The 2026 Physician Fee Schedule Final Rule is the annual CMS rulemaking that sets Medicare Part B physician payment for the calendar year. It updates the conversion factor, work and practice expense RVUs, telehealth coverage, MIPS parameters, and documentation rules that every solo and small practice must operationalize by January 1, 2026.
If you run a solo or small practice and have been reading 2026 PFS coverage written for 400-provider hospital systems, this is your reset. The CMS 2026 Physician Fee Schedule Final Rule took effect January 1, 2026, and most of the press around it was written for finance teams with an actuarial department. You have one biller, an EHR vendor that pushes code updates late, and maybe a part-time office manager who already does three jobs.
Here is what actually changed, what to update this week, and what to ignore. Plain English, real numbers, and a 7-item checklist a 1 to 10 provider practice can finish in an afternoon.
This article is educational and reflects publicly available CMS, AMA, and MGMA guidance as of May 2026. It is not legal, compliance, tax, or clinical advice. Always confirm rule interpretation, payer contract language, and coding decisions with your compliance officer, certified coder, and legal counsel before changing workflows.
The 2026 PFS Final Rule in Plain English (What Solo Practices Care About)
The 2026 Physician Fee Schedule Final Rule is the annual CMS rulemaking that sets Medicare Part B physician payment for the calendar year. It does five things every year:
- Sets the conversion factor that turns RVUs into dollars.
- Updates work, practice expense, and malpractice RVUs for thousands of codes.
- Adjusts coverage policies for new and existing services, including telehealth.
- Sets MIPS and APM parameters for the Quality Payment Program.
- Finalizes regulatory cleanup on documentation, supervision, and billing rules.
For a solo internist or 4-provider pediatric group, four of those five matter operationally. Per the official CMS Physician Fee Schedule page, the 2026 rule was published in the Federal Register in late 2025 and took effect January 1, 2026. The unadjusted conversion factor remains below the 2020 level, which AMA and MGMA continue to fight in their advocacy work.
Most enterprise coverage conflates the conversion factor cut with the entire rule and pitches revenue-defense projects a practice with three exam rooms cannot use. What a small practice actually needs is a code file update, a fee schedule re-load, a telehealth and behavioral health check, and a MIPS measure review.
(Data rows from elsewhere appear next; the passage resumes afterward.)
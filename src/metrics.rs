//! Prometheus metrics collection for zrelay
//!
//! This module provides metrics instrumentation for tracking:
//! - Chat requests by response mode and outcome
//! - Credential pool transitions (leases, releases, refreshes, alerts)
//! - Upstream attempts and time to first byte
//! - Mid-stream relay failures
//!
//! Metrics are exposed via the `/metrics` endpoint in Prometheus text format.
//! All label values come from closed enums so cardinality stays bounded.

use crate::pool::ReleaseOutcome;
use prometheus::{
    Encoder, Histogram, HistogramOpts, IntCounter, IntCounterVec, IntGauge, Opts, Registry,
    TextEncoder,
};
use std::sync::Arc;

/// How a chat completion was delivered
#[derive(Debug, Clone, Copy, PartialEq, Eq)]
pub enum ResponseMode {
    Streaming,
    Buffered,
}

impl ResponseMode {
    pub fn as_str(&self) -> &'static str {
        match self {
            ResponseMode::Streaming => "streaming",
            ResponseMode::Buffered => "buffered",
        }
    }
}

/// Result of asking the pool for a credential
#[derive(Debug, Clone, Copy, PartialEq, Eq)]
pub enum LeaseResult {
    Granted,
    /// Waited the full lease timeout without a credential freeing up
    TimedOut,
    /// Nothing could ever become available (empty or fully revoked pool)
    Unavailable,
}

impl LeaseResult {
    pub fn as_str(&self) -> &'static str {
        match self {
            LeaseResult::Granted => "granted",
            LeaseResult::TimedOut => "timed_out",
            LeaseResult::Unavailable => "unavailable",
        }
    }
}

/// Result of a sign-in refresh
#[derive(Debug, Clone, Copy, PartialEq, Eq)]
pub enum RefreshResult {
    Success,
    Failure,
}

impl RefreshResult {
    pub fn as_str(&self) -> &'static str {
        match self {
            RefreshResult::Success => "success",
            RefreshResult::Failure => "failure",
        }
    }
}

/// Operator-visible credential alert conditions
#[derive(Debug, Clone, Copy, PartialEq, Eq)]
pub enum AlertReason {
    /// Credential removed from rotation for good (no secrets to refresh with)
    Revoked,
    /// Sign-in with the configured secrets failed
    RefreshFailed,
}

impl AlertReason {
    pub fn as_str(&self) -> &'static str {
        match self {
            AlertReason::Revoked => "revoked",
            AlertReason::RefreshFailed => "refresh_failed",
        }
    }
}

/// Classification of one upstream HTTP attempt
#[derive(Debug, Clone, Copy, PartialEq, Eq)]
pub enum UpstreamOutcome {
    Success,
    /// Network error or 5xx; eligible for retry
    Retryable,
    ClientError,
    Unauthorized,
    Timeout,
}

impl UpstreamOutcome {
    pub fn as_str(&self) -> &'static str {
        match self {
            UpstreamOutcome::Success => "success",
            UpstreamOutcome::Retryable => "retryable",
            UpstreamOutcome::ClientError => "client_error",
            UpstreamOutcome::Unauthorized => "unauthorized",
            UpstreamOutcome::Timeout => "timeout",
        }
    }
}

/// Metrics collector for zrelay
///
/// Cheap to clone: every collector is reference counted internally, so the
/// pool, upstream client and handlers can each hold their own copy.
#[derive(Clone)]
pub struct Metrics {
    pub registry: Arc<Registry>,
    requests_total: IntCounterVec,
    credential_leases: IntCounterVec,
    credential_releases: IntCounterVec,
    credential_refreshes: IntCounterVec,
    credential_alerts: IntCounterVec,
    active_leases: IntGauge,
    upstream_attempts: IntCounterVec,
    upstream_first_byte: Histogram,
    mid_stream_failures: IntCounter,
    background_task_failures: IntCounterVec,
}

impl Metrics {
    /// Create a new Metrics instance
    ///
    /// Registers all metrics with a new Prometheus registry.
    ///
    /// # Errors
    ///
    /// Returns an error if metric registration fails (e.g., duplicate names).
    pub fn new() -> Result<Self, prometheus::Error> {
        let registry = Registry::new();

        // Cardinality: 2 modes x 2 outcomes
        let requests_total = IntCounterVec::new(
            Opts::new(
                "zrelay_requests_total",
                "Total chat completion requests by response mode and outcome",
            ),
            &["mode", "outcome"],
        )?;

        let credential_leases = IntCounterVec::new(
            Opts::new(
                "zrelay_credential_leases_total",
                "Credential lease attempts by result (granted, timed_out, unavailable)",
            ),
            &["result"],
        )?;

        let credential_releases = IntCounterVec::new(
            Opts::new(
                "zrelay_credential_releases_total",
                "Credential releases by outcome (success, failure, unauthorized, cancelled)",
            ),
            &["outcome"],
        )?;

        let credential_refreshes = IntCounterVec::new(
            Opts::new(
                "zrelay_credential_refreshes_total",
                "Sign-in token refreshes by result",
            ),
            &["result"],
        )?;

        // Alert on ANY increment: a credential left rotation or cannot be renewed
        let credential_alerts = IntCounterVec::new(
            Opts::new(
                "zrelay_credential_alerts_total",
                "Credentials removed from rotation or failing to refresh. \
                Alert on ANY increment - the pool is shrinking.",
            ),
            &["reason"],
        )?;

        let active_leases = IntGauge::with_opts(Opts::new(
            "zrelay_active_leases",
            "Credential leases currently held by in-flight requests",
        ))?;

        let upstream_attempts = IntCounterVec::new(
            Opts::new(
                "zrelay_upstream_attempts_total",
                "Upstream HTTP attempts by outcome",
            ),
            &["outcome"],
        )?;

        let upstream_first_byte = Histogram::with_opts(
            HistogramOpts::new(
                "zrelay_upstream_first_byte_ms",
                "Time until upstream response headers arrive, in milliseconds",
            )
            .buckets(vec![
                50.0, 100.0, 250.0, 500.0, 1000.0, 2500.0, 5000.0, 10000.0, 30000.0,
            ]),
        )?;

        // Mid-stream failures happen after HTTP 200 was sent, so the client only
        // sees a truncated stream. This counter is the operator's view of them.
        let mid_stream_failures = IntCounter::with_opts(Opts::new(
            "zrelay_mid_stream_failures_total",
            "Upstream failures after streaming output started (client saw a truncated stream)",
        ))?;

        let background_task_failures = IntCounterVec::new(
            Opts::new(
                "zrelay_background_task_failures_total",
                "Background task failures by task (auto_refresh, credential_refresh)",
            ),
            &["task"],
        )?;

        registry.register(Box::new(requests_total.clone()))?;
        registry.register(Box::new(credential_leases.clone()))?;
        registry.register(Box::new(credential_releases.clone()))?;
        registry.register(Box::new(credential_refreshes.clone()))?;
        registry.register(Box::new(credential_alerts.clone()))?;
        registry.register(Box::new(active_leases.clone()))?;
        registry.register(Box::new(upstream_attempts.clone()))?;
        registry.register(Box::new(upstream_first_byte.clone()))?;
        registry.register(Box::new(mid_stream_failures.clone()))?;
        registry.register(Box::new(background_task_failures.clone()))?;

        Ok(Self {
            registry: Arc::new(registry),
            requests_total,
            credential_leases,
            credential_releases,
            credential_refreshes,
            credential_alerts,
            active_leases,
            upstream_attempts,
            upstream_first_byte,
            mid_stream_failures,
            background_task_failures,
        })
    }

    /// Record a finished chat request
    pub fn record_request(&self, mode: ResponseMode, success: bool) {
        let outcome = if success { "success" } else { "error" };
        self.requests_total
            .with_label_values(&[mode.as_str(), outcome])
            .inc();
    }

    pub fn record_lease(&self, result: LeaseResult) {
        self.credential_leases
            .with_label_values(&[result.as_str()])
            .inc();
        if result == LeaseResult::Granted {
            self.active_leases.inc();
        }
    }

    pub fn record_release(&self, outcome: ReleaseOutcome) {
        self.credential_releases
            .with_label_values(&[outcome.as_str()])
            .inc();
        self.active_leases.dec();
    }

    pub fn record_refresh(&self, result: RefreshResult) {
        self.credential_refreshes
            .with_label_values(&[result.as_str()])
            .inc();
    }

    pub fn credential_alert(&self, reason: AlertReason) {
        self.credential_alerts
            .with_label_values(&[reason.as_str()])
            .inc();
    }

    pub fn record_upstream_attempt(&self, outcome: UpstreamOutcome) {
        self.upstream_attempts
            .with_label_values(&[outcome.as_str()])
            .inc();
    }

    pub fn observe_first_byte(&self, duration_ms: f64) {
        self.upstream_first_byte.observe(duration_ms);
    }

    pub fn mid_stream_failure(&self) {
        self.mid_stream_failures.inc();
    }

    pub fn background_task_failure(&self, task: &'static str) {
        self.background_task_failures
            .with_label_values(&[task])
            .inc();
    }

    pub fn request_count(&self, mode: ResponseMode, success: bool) -> u64 {
        let outcome = if success { "success" } else { "error" };
        self.requests_total
            .with_label_values(&[mode.as_str(), outcome])
            .get()
    }

    pub fn lease_count(&self, result: LeaseResult) -> u64 {
        self.credential_leases
            .with_label_values(&[result.as_str()])
            .get()
    }

    pub fn release_count(&self, outcome: ReleaseOutcome) -> u64 {
        self.credential_releases
            .with_label_values(&[outcome.as_str()])
            .get()
    }

    pub fn refresh_count(&self, result: RefreshResult) -> u64 {
        self.credential_refreshes
            .with_label_values(&[result.as_str()])
            .get()
    }

    pub fn alert_count(&self, reason: AlertReason) -> u64 {
        self.credential_alerts
            .with_label_values(&[reason.as_str()])
            .get()
    }

    pub fn upstream_attempt_count(&self, outcome: UpstreamOutcome) -> u64 {
        self.upstream_attempts
            .with_label_values(&[outcome.as_str()])
            .get()
    }

    pub fn active_leases(&self) -> i64 {
        self.active_leases.get()
    }

    pub fn mid_stream_failures_count(&self) -> u64 {
        self.mid_stream_failures.get()
    }

    /// Gather all metrics and encode them in Prometheus text format
    ///
    /// # Errors
    ///
    /// Returns an error if metric encoding fails.
    pub fn gather(&self) -> Result<String, prometheus::Error> {
        let metric_families = self.registry.gather();
        let metric_count = metric_families.len();

        tracing::debug!(
            metric_family_count = metric_count,
            "Encoding metrics to Prometheus text format"
        );

        let mut buffer = Vec::new();
        let encoder = TextEncoder::new();

        encoder.encode(&metric_families, &mut buffer).map_err(|e| {
            tracing::error!(
                error = %e,
                metric_family_count = metric_count,
                "Prometheus text encoder failed"
            );
            prometheus::Error::Msg(format!(
                "Failed to encode {} metric families: {}",
                metric_count, e
            ))
        })?;

        String::from_utf8(buffer).map_err(|e| {
            tracing::error!(
                invalid_byte_index = e.utf8_error().valid_up_to(),
                "Prometheus encoder produced invalid UTF-8"
            );
            prometheus::Error::Msg(format!("Failed to convert metrics to UTF-8: {}", e))
        })
    }
}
“Every January our denials triple because our EHR vendor pushes 2026 CPT updates a week late. We are a 2-doc practice and cannot afford a week of held claims.”— Paraphrased from a 2-physician primary care practice on r/medicalcoding
The rule itself rarely breaks a small practice. The vendor lag between January 1 and “our system is fully updated” does.
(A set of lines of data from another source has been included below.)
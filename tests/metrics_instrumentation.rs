//! Integration tests for Prometheus instrumentation of real requests
//!
//! Drives requests through the router and checks the counters an operator
//! would alert on.

use axum::{
    body::Body,
    http::{Request, StatusCode},
};
use serde_json::json;
use tower::ServiceExt;
use wiremock::matchers::{header, method};
use wiremock::{Mock, MockServer, ResponseTemplate};
use zrelay::config::Config;
use zrelay::handlers::{self, AppState};
use zrelay::metrics::{AlertReason, LeaseResult, UpstreamOutcome};
use zrelay::pool::ReleaseOutcome;

fn create_state(base_url: &str, credentials: &str) -> AppState {
    let config: Config = format!(
        r#"
[server]
host = "127.0.0.1"
port = 8080

[auth]
api_keys = ["sk-test"]

[upstream]
protocol = "openai"
base_url = "{}"
max_retries = 2
retry_backoff_ms = 1

[[models]]
id = "gpt-4"
upstream_id = "glm-4.5"

[pool]
credentials = [{}]
"#,
        base_url, credentials
    )
    .parse()
    .expect("test config should be valid");
    AppState::new(config).unwrap()
}

fn completion_request(stream: bool) -> Request<Body> {
    Request::builder()
        .method("POST")
        .uri("/v1/chat/completions")
        .header("content-type", "application/json")
        .header("authorization", "Bearer sk-test")
        .body(Body::from(
            json!({
                "model": "gpt-4",
                "messages": [{"role": "user", "content": "Hello"}],
                "stream": stream
            })
            .to_string(),
        ))
        .unwrap()
}

fn ok_stream() -> ResponseTemplate {
    let body = format!(
        "data: {}\n\ndata: {}\n\ndata: [DONE]\n\n",
        json!({"choices": [{"delta": {"content": "Hi"}}]}),
        json!({"choices": [{"delta": {}, "finish_reason": "stop"}]})
    );
    ResponseTemplate::new(200)
        .insert_header("content-type", "text/event-stream")
        .set_body_string(body)
}

async fn scrape(state: &AppState) -> String {
    let response = handlers::router(state.clone())
        .oneshot(Request::builder().uri("/metrics").body(Body::empty()).unwrap())
        .await
        .unwrap();
    assert_eq!(response.status(), StatusCode::OK);
    let bytes = axum::body::to_bytes(response.into_body(), usize::MAX)
        .await
        .unwrap();
    String::from_utf8(bytes.to_vec()).unwrap()
}

#[tokio::test]
async fn test_successful_requests_are_counted_per_mode() {
    let server = MockServer::start().await;
    Mock::given(method("POST"))
        .respond_with(ok_stream())
        .mount(&server)
        .await;
    let state = create_state(&server.uri(), r#""tok-a""#);

    for stream in [false, true] {
        let response = handlers::router(state.clone())
            .oneshot(completion_request(stream))
            .await
            .unwrap();
        assert_eq!(response.status(), StatusCode::OK);
        // Drain the body so the stream pump finishes
        axum::body::to_bytes(response.into_body(), usize::MAX)
            .await
            .unwrap();
    }

    let body = scrape(&state).await;
    assert!(body.contains("zrelay_requests_total{mode=\"buffered\",outcome=\"success\"} 1"));
    assert!(body.contains("zrelay_requests_total{mode=\"streaming\",outcome=\"success\"} 1"));

    let metrics = state.metrics();
    assert_eq!(metrics.lease_count(LeaseResult::Granted), 2);
    assert_eq!(metrics.release_count(ReleaseOutcome::Success), 2);
    assert_eq!(metrics.upstream_attempt_count(UpstreamOutcome::Success), 2);
    assert_eq!(metrics.active_leases(), 0);
}

#[tokio::test]
async fn test_failures_are_counted_by_outcome() {
    let server = MockServer::start().await;
    Mock::given(method("POST"))
        .and(header("authorization", "Bearer tok-a"))
        .respond_with(ResponseTemplate::new(401))
        .mount(&server)
        .await;
    Mock::given(method("POST"))
        .and(header("authorization", "Bearer tok-b"))
        .respond_with(ResponseTemplate::new(500))
        .mount(&server)
        .await;
    let state = create_state(&server.uri(), r#""tok-a", "tok-b""#);

    let response = handlers::router(state.clone())
        .oneshot(completion_request(false))
        .await
        .unwrap();
    assert_eq!(response.status(), StatusCode::BAD_GATEWAY);

    let metrics = state.metrics();
    assert_eq!(metrics.upstream_attempt_count(UpstreamOutcome::Unauthorized), 1);
    assert_eq!(metrics.upstream_attempt_count(UpstreamOutcome::Retryable), 2);
    assert_eq!(metrics.release_count(ReleaseOutcome::Unauthorized), 1);
    assert_eq!(metrics.release_count(ReleaseOutcome::Failure), 1);
    assert_eq!(metrics.alert_count(AlertReason::Revoked), 1);

    let body = scrape(&state).await;
    assert!(body.contains("zrelay_requests_total{mode=\"buffered\",outcome=\"error\"} 1"));
}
The 2026 Conversion Factor and What It Does to Your Reimbursement
The conversion factor is the dollar value Medicare assigns to one RVU. The 2026 conversion factor is again lower than the prior year on an unadjusted basis, and per MGMA’s 2026 advocacy materials, it represents the fifth consecutive year of effective Medicare physician payment reductions when measured against the Medicare Economic Index.
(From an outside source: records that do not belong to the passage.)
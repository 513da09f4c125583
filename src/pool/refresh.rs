//! Token renewal by signing in with stored secrets

use super::{CredentialId, CredentialPool, SlotState};
use crate::metrics::{AlertReason, RefreshResult};
use async_trait::async_trait;
use futures::StreamExt;
use serde::Serialize;
use std::sync::Arc;
use std::time::{Duration, Instant};
use thiserror::Error;
use tokio::runtime::Handle;
use tokio::time::MissedTickBehavior;

use super::Secrets;

/// Sign-ins allowed to run at once during a full refresh
const MAX_CONCURRENT_REFRESHES: usize = 20;

/// Obtains a new upstream token from sign-in secrets
#[async_trait]
pub trait Authenticator: Send + Sync {
    async fn sign_in(&self, secrets: &Secrets) -> Result<String, AuthError>;
}

#[derive(Error, Debug, Clone, PartialEq, Eq)]
pub enum AuthError {
    #[error("Upstream protocol does not support sign-in")]
    NotSupported,

    #[error("Unknown credential {0}")]
    UnknownCredential(CredentialId),

    #[error("Credential {0} has no sign-in secrets")]
    NoSecrets(CredentialId),

    #[error("Sign-in request failed: {0}")]
    Http(String),

    #[error("Sign-in did not complete within {seconds}s")]
    TimedOut { seconds: u64 },

    #[error("Sign-in rejected with HTTP {status}")]
    Rejected { status: u16 },

    #[error("Sign-in response did not contain a token")]
    MissingToken,
}

/// Result of refreshing every credential that has secrets
#[derive(Debug, Clone, Default, PartialEq, Eq, Serialize)]
pub struct RefreshSummary {
    pub refreshed: usize,
    pub failed: usize,
    /// Credentials without secrets, or already being refreshed
    pub skipped: usize,
}

impl CredentialPool {
    /// Sign in again for one credential and swap in the new token
    ///
    /// On success the credential returns to rotation with a clean failure
    /// count. On failure its state is left as it was; an expired credential
    /// stays out of rotation until a later refresh succeeds. A sign-in that
    /// outlives `sign_in_timeout` is abandoned and counts as a failure, so the
    /// credential is never left marked as refreshing.
    pub async fn refresh_credential(&self, id: CredentialId) -> Result<(), AuthError> {
        let Some(authenticator) = self.authenticator.clone() else {
            return Err(AuthError::NotSupported);
        };

        let secrets = {
            let mut inner = self.inner.lock();
            let slot = inner
                .slots
                .get_mut(id.index())
                .ok_or(AuthError::UnknownCredential(id))?;
            match slot.credential.secrets() {
                Some(secrets) => {
                    slot.refreshing = true;
                    secrets.clone()
                }
                None => return Err(AuthError::NoSecrets(id)),
            }
        };

        let limit = self.settings.sign_in_timeout;
        let result = tokio::time::timeout(limit, authenticator.sign_in(&secrets))
            .await
            .unwrap_or(Err(AuthError::TimedOut {
                seconds: limit.as_secs(),
            }));

        {
            let mut inner = self.inner.lock();
            if let Some(slot) = inner.slots.get_mut(id.index()) {
                slot.refreshing = false;
                if let Ok(token) = &result {
                    slot.credential.set_token(token.clone());
                    slot.generation += 1;
                    slot.state = SlotState::Available;
                    slot.failure_count = 0;
                    slot.issued_at = Instant::now();
                }
            }
        }
        self.notify.notify_waiters();

        match result {
            Ok(_) => {
                self.metrics.record_refresh(RefreshResult::Success);
                tracing::info!(credential_id = %id, "Credential token refreshed");
                Ok(())
            }
            Err(e) => {
                self.metrics.record_refresh(RefreshResult::Failure);
                self.metrics.credential_alert(AlertReason::RefreshFailed);
                tracing::error!(
                    credential_id = %id,
                    error = %e,
                    "Credential sign-in failed, credential stays out of rotation until a refresh succeeds"
                );
                Err(e)
            }
        }
    }

    /// Refresh every credential with secrets, a bounded number at a time
    pub async fn refresh_all(&self) -> RefreshSummary {
        let (ids, skipped) = {
            let mut inner = self.inner.lock();
            let mut ids = Vec::new();
            let mut skipped = 0;
            for slot in inner.slots.iter_mut() {
                if slot.credential.secrets().is_some() && !slot.refreshing {
                    slot.refreshing = true;
                    ids.push(slot.credential.id());
                } else {
                    skipped += 1;
                }
            }
            (ids, skipped)
        };

        if self.authenticator.is_none() {
            self.clear_refreshing(&ids);
            return RefreshSummary {
                refreshed: 0,
                failed: 0,
                skipped: skipped + ids.len(),
            };
        }

        let results: Vec<_> = futures::stream::iter(ids)
            .map(|id| self.refresh_credential(id))
            .buffer_unordered(MAX_CONCURRENT_REFRESHES)
            .collect()
            .await;

        let refreshed = results.iter().filter(|r| r.is_ok()).count();
        RefreshSummary {
            refreshed,
            failed: results.len() - refreshed,
            skipped,
        }
    }

    fn clear_refreshing(&self, ids: &[CredentialId]) {
        let mut inner = self.inner.lock();
        for id in ids {
            if let Some(slot) = inner.slots.get_mut(id.index()) {
                slot.refreshing = false;
            }
        }
    }

    /// Refresh one credential in the background
    ///
    /// The task holds only a weak reference, so a pool replaced by a config
    /// reload is not kept alive by in-flight sign-ins.
    pub(super) fn spawn_refresh(self: &Arc<Self>, id: CredentialId) {
        let Ok(handle) = Handle::try_current() else {
            tracing::warn!(credential_id = %id, "No async runtime available to refresh credential");
            self.clear_refreshing(&[id]);
            return;
        };

        let weak = Arc::downgrade(self);
        handle.spawn(async move {
            if let Some(pool) = weak.upgrade() {
                // Failures are logged and counted inside refresh_credential
                let _ = pool.refresh_credential(id).await;
            }
        });
    }

    /// Periodically refresh every credential with secrets
    pub(super) fn spawn_auto_refresh(self: &Arc<Self>, interval: Duration) {
        let Ok(handle) = Handle::try_current() else {
            tracing::warn!("No async runtime available, periodic credential refresh disabled");
            return;
        };

        let weak = Arc::downgrade(self);
        let task = handle.spawn(async move {
            let mut ticker = tokio::time::interval(interval);
            ticker.set_missed_tick_behavior(MissedTickBehavior::Delay);
            // First tick completes immediately
            ticker.tick().await;

            loop {
                ticker.tick().await;
                let Some(pool) = weak.upgrade() else {
                    tracing::debug!("Credential pool dropped, stopping periodic refresh");
                    break;
                };
                let summary = pool.refresh_all().await;
                tracing::info!(
                    refreshed = summary.refreshed,
                    failed = summary.failed,
                    skipped = summary.skipped,
                    "Periodic credential refresh complete"
                );
            }
        });

        // Monitor the refresh task so a panic is visible to operators
        let metrics = self.metrics.clone();
        handle.spawn(async move {
            if let Err(e) = task.await
                && e.is_panic()
            {
                metrics.background_task_failure("auto_refresh");
                tracing::error!(error = %e, "Periodic credential refresh task panicked");
            }
        });
    }
}

#[cfg(test)]
mod tests {
    use super::super::{CredentialSpec, PoolSettings};
    use super::*;
    use crate::config::SelectionStrategy;
    use crate::metrics::Metrics;
    use std::sync::atomic::{AtomicUsize, Ordering};

    struct RejectingAuthenticator {
        calls: AtomicUsize,
    }

    #[async_trait]
    impl Authenticator for RejectingAuthenticator {
        async fn sign_in(&self, _secrets: &Secrets) -> Result<String, AuthError> {
            self.calls.fetch_add(1, Ordering::SeqCst);
            Err(AuthError::Rejected { status: 401 })
        }
    }

    struct FixedAuthenticator;

    #[async_trait]
    impl Authenticator for FixedAuthenticator {
        async fn sign_in(&self, _secrets: &Secrets) -> Result<String, AuthError> {
            Ok("renewed-token".to_string())
        }
    }

    /// Sign-in that never completes, like a server that accepts and goes quiet
    struct HangingAuthenticator;

    #[async_trait]
    impl Authenticator for HangingAuthenticator {
        async fn sign_in(&self, _secrets: &Secrets) -> Result<String, AuthError> {
            std::future::pending().await
        }
    }

    fn settings() -> PoolSettings {
        PoolSettings {
            selection: SelectionStrategy::RoundRobin,
            max_concurrent_per_credential: 1,
            lease_timeout: Duration::from_millis(50),
            failure_threshold: 3,
            token_ttl: None,
            auto_refresh_interval: None,
            sign_in_timeout: Duration::from_secs(30),
        }
    }

    fn specs(raw: &[&str]) -> Vec<CredentialSpec> {
        raw.iter().map(|s| s.parse().unwrap()).collect()
    }

    #[tokio::test]
    async fn test_refresh_all_counts_results() {
        let pool = CredentialPool::new(
            settings(),
            &specs(&["a@x.io----pw----tok-a", "plain-token", "b@x.io----pw"]),
            Some(Arc::new(FixedAuthenticator)),
            Metrics::new().unwrap(),
        );

        let summary = pool.refresh_all().await;
        assert_eq!(
            summary,
            RefreshSummary {
                refreshed: 2,
                failed: 0,
                skipped: 1
            }
        );
        assert_eq!(pool.summary().fresh, 3);
    }

    #[tokio::test]
    async fn test_failed_refresh_keeps_credential_expired() {
        let auth = Arc::new(RejectingAuthenticator {
            calls: AtomicUsize::new(0),
        });
        let metrics = Metrics::new().unwrap();
        let pool = CredentialPool::new(
            settings(),
            &specs(&["a@x.io----pw"]),
            Some(auth.clone()),
            metrics.clone(),
        );

        let err = pool.refresh_credential(CredentialId::new(0)).await.unwrap_err();
        assert_eq!(err, AuthError::Rejected { status: 401 });
        assert_eq!(pool.summary().expired, 1);
        assert!(!pool.snapshot()[0].refreshing);
        assert_eq!(metrics.refresh_count(RefreshResult::Failure), 1);
        assert_eq!(metrics.alert_count(AlertReason::RefreshFailed), 1);
    }

    #[tokio::test]
    async fn test_hanging_sign_in_times_out_and_clears_refreshing() {
        let mut s = settings();
        s.sign_in_timeout = Duration::from_millis(50);
        let metrics = Metrics::new().unwrap();
        let pool = CredentialPool::new(
            s,
            &specs(&["a@x.io----pw"]),
            Some(Arc::new(HangingAuthenticator)),
            metrics.clone(),
        );

        let err = pool.refresh_credential(CredentialId::new(0)).await.unwrap_err();
        assert!(matches!(err, AuthError::TimedOut { .. }));
        assert!(!pool.snapshot()[0].refreshing);
        assert_eq!(pool.summary().expired, 1);
        assert_eq!(metrics.refresh_count(RefreshResult::Failure), 1);

        // Not skipped as still refreshing
        let summary = pool.refresh_all().await;
        assert_eq!(
            summary,
            RefreshSummary {
                refreshed: 0,
                failed: 1,
                skipped: 0
            }
        );
        assert!(!pool.snapshot()[0].refreshing);
    }

    #[tokio::test]
    async fn test_refresh_without_secrets_is_rejected() {
        let pool = CredentialPool::new(
            settings(),
            &specs(&["plain-token"]),
            Some(Arc::new(FixedAuthenticator)),
            Metrics::new().unwrap(),
        );
        assert_eq!(
            pool.refresh_credential(CredentialId::new(0)).await,
            Err(AuthError::NoSecrets(CredentialId::new(0)))
        );
        assert_eq!(
            pool.refresh_credential(CredentialId::new(9)).await,
            Err(AuthError::UnknownCredential(CredentialId::new(9)))
        );
    }

    #[tokio::test]
    async fn test_refresh_without_authenticator_skips_everything() {
        let pool = CredentialPool::new(
            settings(),
            &specs(&["a@x.io----pw----tok-a"]),
            None,
            Metrics::new().unwrap(),
        );
        let summary = pool.refresh_all().await;
        assert_eq!(summary.skipped, 1);
        assert!(!pool.snapshot()[0].refreshing);
    }

    #[tokio::test]
    async fn test_auto_refresh_runs_on_interval() {
        let mut s = settings();
        s.auto_refresh_interval = Some(Duration::from_millis(20));
        let pool = CredentialPool::new(
            s,
            &specs(&["a@x.io----pw----tok-a"]),
            Some(Arc::new(FixedAuthenticator)),
            Metrics::new().unwrap(),
        );
        pool.start();

        tokio::time::sleep(Duration::from_millis(150)).await;
        assert_eq!(pool.snapshot()[0].token_hint, "renewe***");
    }
}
How the math hits a solo practice
A solo family medicine practice billing 4,200 Medicare-eligible encounters per year at 2.2 RVUs each generates roughly 9,240 RVUs annually. Even a small per-RVU reduction translates to thousands of dollars the practice never collects. Stack that on MGMA cost survey data showing median practice operating costs rose 8 to 10 percent over two years, and you get what AMA has flagged for years: physicians working harder for less.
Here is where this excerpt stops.